Curioso como ainda em idade tão tenra, teve artes de nos entrar de coração adentro, tomando lugar que já há muitos anos pertencia a seus pais e avós. Mas a verdade é que nunca, aqui em casa, nascera cachorrinha assim com aquela vocação para o amor total, a que ninguém podia resistir. Os outros sempre foram mais egoístas ou mais independentes. Ela não: se dava toda, sem olhar para trás, sem hesitação nem regateio. Por amor da gente, abandonou mãe e irmãos, desdenhou até o leite materno. Preferia ficar sentada no ladrilho frio da sala, contemplando com olhos fascinados a dona que lia na sua cadeira, a ir se meter no aconchego e no quente do ninho, como competia a um bebê da sua idade. E teimava naquela cegueira, de instante a instante se pondo de pé, com as patinhas na borda da cadeira, suplicando um olhar, um sorriso, uma festa. Até conseguir a felicidade suprema, ser posta no colo, e ficar imóvel, parecendo até que continha a respiração, sem desviar um segundo, do rosto que a contemplava sorridente, o seu olhar de entrega e adoração.
Talvez tenha sido por isso que não se criou. Porque amar assim demais é um perigo e o poder que rege os destinos dos cachorros achou decerto que lhe valia melhor morrer criança do que correr os riscos de crescer e morrer de amor.

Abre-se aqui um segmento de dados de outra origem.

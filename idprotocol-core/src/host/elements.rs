//! UI element and callback identifiers
//!
//! Element ids name visual elements in the host's form assets; callback ids
//! are the handler keys the plugin registers against the transport at
//! startup. Both sides of the contract live here so the services and the
//! callback registry cannot drift apart.

/// The committed-ID display element
pub const ID_VIEW: &str = "DNI";

/// The registration form element
pub const REGISTER_FORM: &str = "DNI-FORM";

/// Title label on the registration form
pub const REGISTER_TITLE_LABEL: &str = "LABEL-TITLE-ID-REGISTER";

/// Close button on the registration form
pub const REGISTER_CLOSE_BUTTON: &str = "BUTTON-CLOSE-REGISTER";

/// Submit button on the registration form
pub const REGISTER_SUBMIT_BUTTON: &str = "BUTTON-SUBMIT-REGISTER";

/// Close button on the ID view
pub const ID_CLOSE_BUTTON: &str = "CLOSE-DNI";

// Registration form input fields.
pub const FIELD_FIRST_NAME: &str = "FIELD-FN-REGISTER";
pub const FIELD_LAST_NAME: &str = "FIELD-LN-REGISTER";
pub const FIELD_DATE_OF_BIRTH: &str = "FIELD-DOB-REGISTER";
pub const FIELD_ADDRESS: &str = "FIELD-ADDRESS-REGISTER";
pub const FIELD_HEIGHT: &str = "FIELD-HGT-REGISTER";
pub const FIELD_WEIGHT: &str = "FIELD-WGT-REGISTER";
pub const SEX_DROPDOWN: &str = "DROPDOWN-SEX-REGISTER";

/// The six text fields on the registration form, in request order
pub const REGISTER_TEXT_FIELDS: [&str; 6] = [
    FIELD_FIRST_NAME,
    FIELD_LAST_NAME,
    FIELD_DATE_OF_BIRTH,
    FIELD_ADDRESS,
    FIELD_HEIGHT,
    FIELD_WEIGHT,
];

// Labels on the ID view.
pub const VIEW_TITLE_LABEL: &str = "LABEL-TITLE";
pub const VIEW_ID: &str = "ID";
pub const VIEW_FIRST_NAME: &str = "FN";
pub const VIEW_LAST_NAME: &str = "LN";
pub const VIEW_DATE_OF_BIRTH: &str = "DOB";
pub const VIEW_ADDRESS: &str = "ADDRESS";
pub const VIEW_SEX: &str = "SEX";
pub const VIEW_HEIGHT: &str = "HGT";
pub const VIEW_WEIGHT: &str = "WGT";

/// Callback ids registered against the UI transport
pub mod callbacks {
    /// NPC interaction that opens the registration form
    pub const REGISTER_OPEN: &str = "register.open";
    /// Registration form close button
    pub const REGISTER_CLOSE: &str = "register.close";
    /// Registration form submit button
    pub const REGISTER_SUBMIT: &str = "register.submit";
    /// Text field value delivery
    pub const REGISTER_FIELD: &str = "register.field";
    /// Sex dropdown value delivery
    pub const REGISTER_SEX: &str = "register.sex";
    /// ID view close button
    pub const ID_CLOSE: &str = "id.close";
}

E assim Djanira morreu ontem, às duas horas da tarde. Andava sozinha pelo jardim, onde a tinham posto a tomar banho de sol, percorrendo a grama no seu trotezinho trôpego, irritada porque a dona saíra, farejando um rastro que ainda não sabia procurar direito, mas que o seu coração adivinhava. Como nessas andanças, escorregou na borda do poço, ninguém sabe. Não gritou, ninguém ouviu. Só à noite, ao chegar, foi que a dona não ouvindo o seu latido de falsete no meio da barulhada alegre dos outros, foi procurá-la. Olhou por baixo dos móveis, por trás das portas, dentro do armário de sapatos, onde ela gostava de se esconder, até que teve a ideia de espiar no tanque do jardim; e lá, à luz da lanterna, avistou Djanira, meio submersa, meio coberta de limo, já de há muito o pobre corpinho rígido separado da sua doce alma canina, que há de ter ido direto para o céu, se há um céu para os cachorrinhos inocentes.
E agora no meio de tantos cachorros, a doną de Djanira tem a impressão de que vive num mundo solitário; no meio de tantos olhos fiéis faltam aqueles olhos ainda mais fiéis e mais amorosos; e ela põe o livro no colo vazio do leve peso morno de Djanira, e suspira sem poder ler, porque os olhos, cegos de água já não enxergam mais as letras.